_Task_
What lines in the listing below hold the string "step"? Please copy them out.
START Data
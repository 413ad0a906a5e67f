//! Per-subject conversational memory.

use chrono::{DateTime, Utc};
use chatmux_core::message::{Message, Role};
use serde::{Deserialize, Serialize};

/// The two disjoint context key-spaces.
#[derive(Debug, Clone, Copy, PartialEq, Eq, Hash, Serialize, Deserialize)]
#[serde(rename_all = "lowercase")]
pub enum Namespace {
    /// One context per user in a chat
    User,
    /// One context per channel post in a chat
    Post,
}

impl std::fmt::Display for Namespace {
    fn fmt(&self, f: &mut std::fmt::Formatter<'_>) -> std::fmt::Result {
        match self {
            Namespace::User => f.write_str("user"),
            Namespace::Post => f.write_str("post"),
        }
    }
}

/// Composite address of a context: chat, subject (user id or post message
/// id), and the bot that owns it.
#[derive(Debug, Clone, PartialEq, Eq, Hash, Serialize, Deserialize)]
pub struct ContextKey {
    pub chat_id: i64,
    pub subject_id: i64,
    pub bot: String,
}

impl ContextKey {
    pub fn new(chat_id: i64, subject_id: i64, bot: impl Into<String>) -> Self {
        Self {
            chat_id,
            subject_id,
            bot: bot.into(),
        }
    }
}

impl std::fmt::Display for ContextKey {
    fn fmt(&self, f: &mut std::fmt::Formatter<'_>) -> std::fmt::Result {
        write!(f, "{}_{}_{}", self.chat_id, self.subject_id, self.bot)
    }
}

/// Bounded history plus the metadata that drives prompting and eviction.
#[derive(Debug, Clone, Serialize, Deserialize)]
pub struct ConversationContext {
    /// Oldest-first
    pub history: Vec<Message>,

    pub last_interaction: DateTime<Utc>,

    #[serde(default, skip_serializing_if = "Option::is_none")]
    pub topic: Option<String>,

    /// Turns ever appended; not reduced by truncation
    pub message_count: u64,

    /// Set once a direct exchange happens, never cleared
    pub is_active_conversation: bool,
}

impl ConversationContext {
    pub fn new(topic: Option<String>) -> Self {
        Self {
            history: Vec::new(),
            last_interaction: Utc::now(),
            topic,
            message_count: 0,
            is_active_conversation: false,
        }
    }

    pub fn touch(&mut self) {
        self.last_interaction = Utc::now();
    }

    pub fn mark_active(&mut self) {
        self.is_active_conversation = true;
    }

    /// Append a turn, dropping the oldest entries beyond `max_history`.
    pub fn push(&mut self, role: Role, content: impl Into<String>, max_history: usize) {
        self.history.push(Message::new(role, content));
        if self.history.len() > max_history {
            let excess = self.history.len() - max_history;
            self.history.drain(..excess);
        }
        self.message_count += 1;
        self.touch();
    }

    /// The last `n` entries, oldest-first.
    pub fn recent(&self, n: usize) -> &[Message] {
        let start = self.history.len().saturating_sub(n);
        &self.history[start..]
    }

    /// Whether this context has been idle for longer than its TTL.
    pub fn is_expired(
        &self,
        now: DateTime<Utc>,
        base_ttl: chrono::Duration,
        active_ttl: chrono::Duration,
    ) -> bool {
        let ttl = if self.is_active_conversation {
            active_ttl
        } else {
            base_ttl
        };
        now - self.last_interaction > ttl
    }
}
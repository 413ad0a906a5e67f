//! `chatmux status` — Show configuration summary.

use std::path::Path;

use super::{config_path, load_config};

pub async fn run(path: Option<&Path>) -> Result<(), Box<dyn std::error::Error>> {
    let config = load_config(path)?;
    let file = config_path(path);

    println!("chatmux status");
    println!("==============");
    println!("  Config file:  {}", file.display());
    println!("  API URL:      {}", config.api_url);
    println!("  Model:        {}", config.model);
    println!("  Temperature:  {}", config.temperature);
    println!("  Max tokens:   {}", config.max_tokens);
    println!(
        "  Context:      {} kept, {} per prompt, reinforce every {}",
        config.context.max_history,
        config.context.relevant_history_length,
        config.context.reinforcement_interval
    );
    println!(
        "  TTL:          {} min idle, {} min active, sweep every {} min",
        config.context.base_ttl_minutes,
        config.context.active_ttl_minutes,
        config.context.sweep_interval_minutes
    );
    println!(
        "  Retries:      {} (base {} ms, timeout {} ms)",
        config.completion.max_retries,
        config.completion.backoff_base_ms,
        config.completion.timeout_ms
    );

    println!("\n  Bots ({}):", config.bots.len());
    for bot in &config.bots {
        let key = if config.api_key_for(bot).is_some() { "key set" } else { "NO API KEY" };
        println!(
            "    - {:<16} model={} p(comment)={} [{key}]",
            bot.name,
            config.model_for(bot),
            bot.comment_probability
        );
    }

    if !file.exists() {
        println!("\n  ⚠️  No config file at {} — defaults shown", file.display());
    }

    Ok(())
}
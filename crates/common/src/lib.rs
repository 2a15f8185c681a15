//! `mv-common` — Shared types, codec tables, and errors for the MediaView
//! demux engine.
//!
//! This crate is the foundation the demuxer and its consumers depend on:
//!
//! - **Types**: `FourCC` (newtype for box and codec codes)
//! - **Codec**: `TrackKind` and fourcc → canonical codec-string tables
//! - **Streams**: `StreamContext`, `Sample`, `MovieInfo`, `MediaChunk`
//! - **Errors**: `DemuxError` plus the non-fatal `DemuxWarning` channel
//! - **Config**: `DemuxOptions`

pub mod codec;
pub mod config;
pub mod error;
pub mod stream;
pub mod types;

// Re-export commonly used items at crate root
pub use codec::{canonical_audio_codec, canonical_codec, canonical_video_codec, TrackKind};
pub use config::DemuxOptions;
pub use error::{DemuxError, DemuxResult, DemuxWarning};
pub use stream::{
    AudioAttrs, BitRateInfo, FileType, FrameRateInfo, MediaChunk, MovieHeader, MovieInfo, Sample,
    StreamContext, VideoAttrs,
};
pub use types::FourCC;
//! Wall-clock phase timers for parse diagnostics.
//!
//! Enabled through `DemuxOptions::debug`; disabled probes run the phase
//! closure with no measurement overhead.

use std::time::{Duration, Instant};
use tracing::debug;

/// Collects named phase durations when enabled.
#[derive(Debug, Default)]
pub struct PerfProbe {
    enabled: bool,
    phases: Vec<(&'static str, Duration)>,
}

impl PerfProbe {
    pub fn new(enabled: bool) -> Self {
        Self {
            enabled,
            phases: Vec::new(),
        }
    }

    /// Run `f`, recording its wall-clock time under `name` when enabled.
    pub fn time<T>(&mut self, name: &'static str, f: impl FnOnce() -> T) -> T {
        if !self.enabled {
            return f();
        }
        let start = Instant::now();
        let out = f();
        let took = start.elapsed();
        debug!("phase '{}' took {:?}", name, took);
        self.phases.push((name, took));
        out
    }

    /// Recorded phases, in execution order.
    pub fn phases(&self) -> &[(&'static str, Duration)] {
        &self.phases
    }
}

#[cfg(test)]
mod tests {
    use super::*;

    #[test]
    fn records_when_enabled() {
        let mut probe = PerfProbe::new(true);
        let value = probe.time("phase-a", || 41 + 1);
        assert_eq!(value, 42);
        assert_eq!(probe.phases().len(), 1);
        assert_eq!(probe.phases()[0].0, "phase-a");
    }

    #[test]
    fn silent_when_disabled() {
        let mut probe = PerfProbe::new(false);
        let value = probe.time("phase-a", || "ok");
        assert_eq!(value, "ok");
        assert!(probe.phases().is_empty());
    }
}
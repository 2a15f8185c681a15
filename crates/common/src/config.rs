//! Demuxer configuration.

use serde::{Deserialize, Serialize};

/// Options controlling which tracks are demuxed and whether per-phase
/// parse timings are collected.
#[derive(Copy, Clone, Debug, Serialize, Deserialize)]
pub struct DemuxOptions {
    /// Demux video tracks.
    pub enable_video: bool,
    /// Demux audio tracks.
    pub enable_audio: bool,
    /// Collect wall-clock timings around the parse phases.
    pub debug: bool,
}

impl Default for DemuxOptions {
    fn default() -> Self {
        Self {
            enable_video: true,
            enable_audio: true,
            debug: false,
        }
    }
}

impl DemuxOptions {
    /// Options that keep only video tracks.
    pub fn video_only() -> Self {
        Self {
            enable_audio: false,
            ..Self::default()
        }
    }

    /// Options that keep only audio tracks.
    pub fn audio_only() -> Self {
        Self {
            enable_video: false,
            ..Self::default()
        }
    }
}
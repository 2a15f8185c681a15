//! Core identifier types shared across the engine crates.

use serde::{Deserialize, Serialize};
use std::fmt;

/// A four-character code identifying a box or codec type.
///
/// Stored as a big-endian u32 so constants compare cheaply; the ASCII
/// form is recovered on demand for logging and codec-table lookups.
#[derive(Copy, Clone, PartialEq, Eq, Hash, Serialize, Deserialize)]
pub struct FourCC(pub u32);

impl FourCC {
    /// Build a FourCC from 4 ASCII bytes.
    pub const fn from_bytes(bytes: [u8; 4]) -> Self {
        Self(u32::from_be_bytes(bytes))
    }

    /// The 4 raw bytes of this code.
    pub const fn to_bytes(self) -> [u8; 4] {
        self.0.to_be_bytes()
    }

    /// Lowercased ASCII key used by the codec tables.
    ///
    /// Trailing spaces and NULs are trimmed so padded codes like `"mp3 "`
    /// normalise to `"mp3"`.
    pub fn lower_key(self) -> String {
        let mut bytes = self.to_bytes().to_vec();
        while matches!(bytes.last(), Some(b' ') | Some(0)) {
            bytes.pop();
        }
        bytes
            .iter()
            .map(|&b| {
                if b.is_ascii_graphic() || b == b' ' {
                    b.to_ascii_lowercase() as char
                } else {
                    '?'
                }
            })
            .collect()
    }
}

impl fmt::Display for FourCC {
    fn fmt(&self, f: &mut fmt::Formatter<'_>) -> fmt::Result {
        for b in self.to_bytes() {
            let c = if b.is_ascii_graphic() || b == b' ' {
                b as char
            } else {
                '?'
            };
            write!(f, "{c}")?;
        }
        Ok(())
    }
}

impl fmt::Debug for FourCC {
    fn fmt(&self, f: &mut fmt::Formatter<'_>) -> fmt::Result {
        write!(f, "FourCC({self})")
    }
}
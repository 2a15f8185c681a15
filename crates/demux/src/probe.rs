//! Buffer sniffing — cheap ISO-BMFF detection before a full parse.

use byteorder::{BigEndian, ByteOrder};
use mv_common::FourCC;

use crate::mp4::boxes::{FREE, FTYP, MDAT, MOOV, SKIP, WIDE};

/// Box types that plausibly open an ISO-BMFF file.
const LEADING_TYPES: &[FourCC] = &[FTYP, MOOV, MDAT, FREE, SKIP, WIDE];

/// Returns true if the buffer starts with a plausible ISO-BMFF box
/// header. Cheap enough to run before committing to a full `init`.
pub fn looks_like_mp4(data: &[u8]) -> bool {
    if data.len() < 8 {
        return false;
    }
    let size = BigEndian::read_u32(&data[..4]);
    let fourcc = FourCC::from_bytes([data[4], data[5], data[6], data[7]]);

    let size_ok = match size {
        0 => true,                     // extends to end of file
        1 => data.len() >= 16,         // largesize follows
        n => n >= 8,
    };
    size_ok && LEADING_TYPES.contains(&fourcc)
}
/// Bluebot
///
/// A posting service for X (Twitter) that writes and publishes posts on
/// behalf of logged-in users.
///
/// The service:
/// - Fetches recent news for a topic and has an LLM write posts about it
/// - Keeps a shared queue of candidate posts, topped up when it runs low
/// - Posts for each registered user on a fixed cadence, one post at a time
/// - Refreshes expired access tokens transparently before posting
/// - Exposes the OAuth login flows and start/stop controls over HTTP

use anyhow::Result;
use std::collections::HashMap;
use std::sync::Arc;
use tokio::sync::Mutex;

use bluebot::auth::{TokenAuthStore, UserAuthStore};
use bluebot::config::Config;
use bluebot::content::NewsDigest;
use bluebot::http_server::{self, AppState};
use bluebot::publisher::TwitterPublisher;
use bluebot::scheduler::Scheduler;
use bluebot::store::UserStore;

#[tokio::main]
async fn main() -> Result<()> {
    // Initialize logger
    pretty_env_logger::init();

    log::info!("Starting bluebot...");

    // Load configuration from environment
    let config = Config::from_env()?;

    // Validate configuration and connections
    config.validate().await?;

    let store = UserStore::connect(&config.database_url).await?;
    store.init_schema().await?;

    let auth: Arc<dyn UserAuthStore> =
        Arc::new(TokenAuthStore::new(store.clone(), config.client_id.clone()));
    let content = Arc::new(NewsDigest::new(&config));
    let publisher = Arc::new(TwitterPublisher::new(&config));

    let scheduler = Scheduler::new(
        config.clone(),
        content,
        publisher,
        auth.clone(),
    );

    let state = AppState {
        config: config.clone(),
        store,
        auth,
        scheduler,
        http_client: reqwest::Client::new(),
        code_verifiers: Arc::new(Mutex::new(HashMap::new())),
    };

    http_server::start_server(state, config.server_port).await
}
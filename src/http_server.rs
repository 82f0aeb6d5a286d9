/// HTTP Server Module
///
/// Provides the HTTP endpoints the mobile app talks to: the OAuth1 and
/// OAuth2 (PKCE) login handshakes, login-state queries, and starting or
/// stopping scheduled posting for a user.

use anyhow::{Context, Result};
use axum::{
    extract::{Query, State},
    http::StatusCode,
    response::{IntoResponse, Redirect, Response},
    routing::{get, post},
    Json, Router,
};
use base64::engine::general_purpose::URL_SAFE_NO_PAD;
use base64::Engine as _;
use chrono::Utc;
use rand::Rng;
use serde::Deserialize;
use sha2::{Digest, Sha256};
use std::collections::HashMap;
use std::sync::Arc;
use tokio::sync::Mutex;
use tower_http::cors::CorsLayer;

use crate::auth::UserAuthStore;
use crate::config::Config;
use crate::oauth1;
use crate::scheduler::Scheduler;
use crate::store::UserStore;

const REQUEST_TOKEN_URL: &str = "https://api.x.com/oauth/request_token";
const ACCESS_TOKEN_URL: &str = "https://api.x.com/oauth/access_token";
const AUTHORIZE_URL: &str = "https://x.com/i/oauth2/authorize";
const TOKEN_URL: &str = "https://api.x.com/2/oauth2/token";

const OAUTH2_SCOPES: &str =
    "tweet.read tweet.write media.write users.read offline.access follows.read";

#[derive(Clone)]
pub struct AppState {
    pub config: Config,
    pub store: UserStore,
    pub auth: Arc<dyn UserAuthStore>,
    pub scheduler: Arc<Scheduler>,
    pub http_client: reqwest::Client,
    /// PKCE code verifiers keyed by user, pending OAuth2 completion
    pub code_verifiers: Arc<Mutex<HashMap<String, String>>>,
}

#[derive(Debug, Deserialize)]
struct UserQuery {
    user_name: Option<String>,
}

#[derive(Debug, Deserialize)]
struct CompleteOauth1Request {
    oauth_token: String,
    oauth_verifier: String,
    user_name: String,
}

#[derive(Debug, Deserialize)]
struct CompleteOauth2Request {
    code: String,
    user_name: String,
}

#[derive(Debug, Deserialize)]
struct TokenGrant {
    access_token: String,
    refresh_token: String,
    expires_in: i64,
}

/// Create and configure the HTTP server router
pub fn create_router(state: AppState) -> Router {
    Router::new()
        .route("/loginIntent", get(login_intent))
        .route("/completeOauth1", post(complete_oauth1))
        .route("/loginIntentOauth2", get(login_intent_oauth2))
        .route("/completeOauth2", post(complete_oauth2))
        .route("/isUserLoggedIn", get(is_user_logged_in))
        .route("/startTweeting", get(start_tweeting))
        .route("/stopTweeting", get(stop_tweeting))
        .route("/isUserTweeting", get(is_user_tweeting))
        .route("/ping", get(ping))
        .layer(CorsLayer::permissive())
        .with_state(state)
}

/// OAuth1 step 1: fetch a request token for the login flow
async fn login_intent(State(state): State<AppState>) -> Response {
    let authorization = match oauth1::authorization_header(
        "POST",
        REQUEST_TOKEN_URL,
        &state.config.consumer_key,
        &state.config.consumer_secret,
        None,
        &[("oauth_callback", state.config.oauth_callback.as_str())],
    ) {
        Ok(header) => header,
        Err(e) => {
            log::error!("Failed to sign request token call: {}", e);
            return (StatusCode::INTERNAL_SERVER_ERROR, "Internal server error").into_response();
        }
    };

    let response = state
        .http_client
        .post(REQUEST_TOKEN_URL)
        .header("Authorization", authorization)
        .header("Content-Type", "application/x-www-form-urlencoded")
        .send()
        .await;

    let body = match response {
        Ok(r) if r.status().is_success() => r.text().await.unwrap_or_default(),
        Ok(r) => {
            log::error!("Request token rejected (status {})", r.status());
            return (StatusCode::BAD_REQUEST, "Failed to get request token").into_response();
        }
        Err(e) => {
            log::error!("Request token call failed: {}", e);
            return (StatusCode::BAD_REQUEST, "Failed to get request token").into_response();
        }
    };

    match form_value(&body, "oauth_token") {
        Some(token) => (StatusCode::OK, token).into_response(),
        None => (StatusCode::BAD_REQUEST, "Failed to get request token").into_response(),
    }
}

/// OAuth1 step 2: exchange the verifier for the user's token pair
async fn complete_oauth1(
    State(state): State<AppState>,
    Json(request): Json<CompleteOauth1Request>,
) -> Response {
    let params = [
        ("oauth_token", request.oauth_token.as_str()),
        ("oauth_verifier", request.oauth_verifier.as_str()),
    ];

    let outcome: Result<()> = async {
        let response = state
            .http_client
            .post(ACCESS_TOKEN_URL)
            .form(&params)
            .send()
            .await
            .context("Access token call failed")?;

        let status = response.status();
        if !status.is_success() {
            anyhow::bail!("Access token rejected (status {})", status);
        }

        let body = response.text().await.context("Unreadable response")?;
        let oauth_token = form_value(&body, "oauth_token").context("No oauth_token in response")?;
        let oauth_token_secret =
            form_value(&body, "oauth_token_secret").context("No oauth_token_secret in response")?;

        state
            .store
            .upsert_oauth1_tokens(&request.user_name, &oauth_token, &oauth_token_secret)
            .await
    }
    .await;

    match outcome {
        Ok(()) => (StatusCode::OK, "success").into_response(),
        Err(e) => {
            log::error!("OAuth1 completion failed for {}: {}", request.user_name, e);
            Redirect::to("bluebot://callback?auth1=error").into_response()
        }
    }
}

/// OAuth2 step 1: build the PKCE authorize URL for the user
async fn login_intent_oauth2(
    State(state): State<AppState>,
    Query(query): Query<UserQuery>,
) -> Response {
    let user_name = match query.user_name {
        Some(name) => name,
        None => return (StatusCode::BAD_REQUEST, "Missing user_name").into_response(),
    };

    let verifier = pkce_verifier();
    let challenge = pkce_challenge(&verifier);
    let oauth_state = random_state();

    state
        .code_verifiers
        .lock()
        .await
        .insert(user_name, verifier);

    let params = [
        ("response_type", "code"),
        ("client_id", state.config.client_id.as_str()),
        ("redirect_uri", state.config.oauth_callback.as_str()),
        ("scope", OAUTH2_SCOPES),
        ("state", oauth_state.as_str()),
        ("code_challenge", challenge.as_str()),
        ("code_challenge_method", "S256"),
    ];

    let query_string = params
        .iter()
        .map(|(k, v)| format!("{}={}", k, oauth1::percent_encode(v)))
        .collect::<Vec<_>>()
        .join("&");

    (
        StatusCode::OK,
        format!("{}?{}", AUTHORIZE_URL, query_string),
    )
        .into_response()
}

/// OAuth2 step 2: exchange the code for tokens using the saved verifier
async fn complete_oauth2(
    State(state): State<AppState>,
    Json(request): Json<CompleteOauth2Request>,
) -> Response {
    let verifier = state
        .code_verifiers
        .lock()
        .await
        .get(&request.user_name)
        .cloned();

    let verifier = match verifier {
        Some(v) => v,
        None => return Redirect::to("bluebot://callback?auth2=error").into_response(),
    };

    let params = [
        ("code", request.code.as_str()),
        ("grant_type", "authorization_code"),
        ("client_id", state.config.client_id.as_str()),
        ("redirect_uri", state.config.oauth_callback.as_str()),
        ("code_verifier", verifier.as_str()),
    ];

    let outcome: Result<()> = async {
        let response = state
            .http_client
            .post(TOKEN_URL)
            .form(&params)
            .send()
            .await
            .context("Token call failed")?;

        let status = response.status();
        if !status.is_success() {
            anyhow::bail!("Token grant rejected (status {})", status);
        }

        let grant: TokenGrant = response.json().await.context("Unparseable token grant")?;
        let expires_at = Utc::now().timestamp_millis() + grant.expires_in * 1000;

        state
            .store
            .upsert_oauth2_tokens(
                &request.user_name,
                &grant.access_token,
                &grant.refresh_token,
                expires_at,
            )
            .await
    }
    .await;

    match outcome {
        Ok(()) => (StatusCode::OK, "success").into_response(),
        Err(e) => {
            log::error!("OAuth2 completion failed for {}: {}", request.user_name, e);
            Redirect::to("bluebot://callback?auth2=error").into_response()
        }
    }
}

async fn is_user_logged_in(
    State(state): State<AppState>,
    Query(query): Query<UserQuery>,
) -> Response {
    let user_name = match query.user_name {
        Some(name) => name,
        None => return (StatusCode::BAD_REQUEST, "send username").into_response(),
    };

    match state.auth.is_valid(&user_name).await {
        Ok(valid) => (StatusCode::OK, valid.to_string()).into_response(),
        Err(e) => {
            log::error!("Login check failed for {}: {}", user_name, e);
            (StatusCode::INTERNAL_SERVER_ERROR, "Internal server error").into_response()
        }
    }
}

async fn start_tweeting(
    State(state): State<AppState>,
    Query(query): Query<UserQuery>,
) -> Response {
    let user_name = match query.user_name {
        Some(name) => name,
        None => return (StatusCode::BAD_REQUEST, "send username").into_response(),
    };

    state.scheduler.register(&user_name).await;
    (StatusCode::OK, "started").into_response()
}

async fn stop_tweeting(
    State(state): State<AppState>,
    Query(query): Query<UserQuery>,
) -> Response {
    let user_name = match query.user_name {
        Some(name) => name,
        None => return (StatusCode::BAD_REQUEST, "send username").into_response(),
    };

    state.scheduler.unregister(&user_name).await;
    (StatusCode::OK, "stopped").into_response()
}

async fn is_user_tweeting(
    State(state): State<AppState>,
    Query(query): Query<UserQuery>,
) -> Response {
    let user_name = match query.user_name {
        Some(name) => name,
        None => return (StatusCode::BAD_REQUEST, "send username").into_response(),
    };

    let tweeting = state.scheduler.is_registered(&user_name).await;
    (StatusCode::OK, tweeting.to_string()).into_response()
}

async fn ping() -> &'static str {
    "pong"
}

/// Start the HTTP server
pub async fn start_server(state: AppState, port: u16) -> Result<()> {
    let app = create_router(state);

    let listener = tokio::net::TcpListener::bind(format!("0.0.0.0:{}", port))
        .await
        .context("Failed to bind HTTP server")?;

    log::info!("HTTP server listening on port {}", port);

    axum::serve(listener, app)
        .await
        .context("HTTP server error")?;

    Ok(())
}

/// Pull a single value out of a form-encoded response body
fn form_value(body: &str, key: &str) -> Option<String> {
    body.split('&').find_map(|pair| {
        let (k, v) = pair.split_once('=')?;
        (k == key).then(|| v.to_string())
    })
}

/// Random PKCE code verifier, 43-128 characters once encoded
fn pkce_verifier() -> String {
    let len = rand::thread_rng().gen_range(43..=96);
    let mut bytes = vec![0u8; len];
    rand::thread_rng().fill(&mut bytes[..]);
    URL_SAFE_NO_PAD.encode(bytes)
}

/// S256 code challenge for a verifier
fn pkce_challenge(verifier: &str) -> String {
    URL_SAFE_NO_PAD.encode(Sha256::digest(verifier.as_bytes()))
}

/// Random state parameter for the authorize URL
fn random_state() -> String {
    let mut bytes = [0u8; 16];
    rand::thread_rng().fill(&mut bytes[..]);
    base64::engine::general_purpose::STANDARD
        .encode(bytes)
        .chars()
        .filter(|c| c.is_ascii_alphanumeric())
        .collect()
}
END Data
_Answer space_
/// OAuth1 step 1: fetch a request token for the login flow
/// OAuth1 step 2: exchange the verifier for the user's token pair
/// OAuth2 step 1: build the PKCE authorize URL for the user
/// OAuth2 step 2: exchange the code for tokens using the saved verifier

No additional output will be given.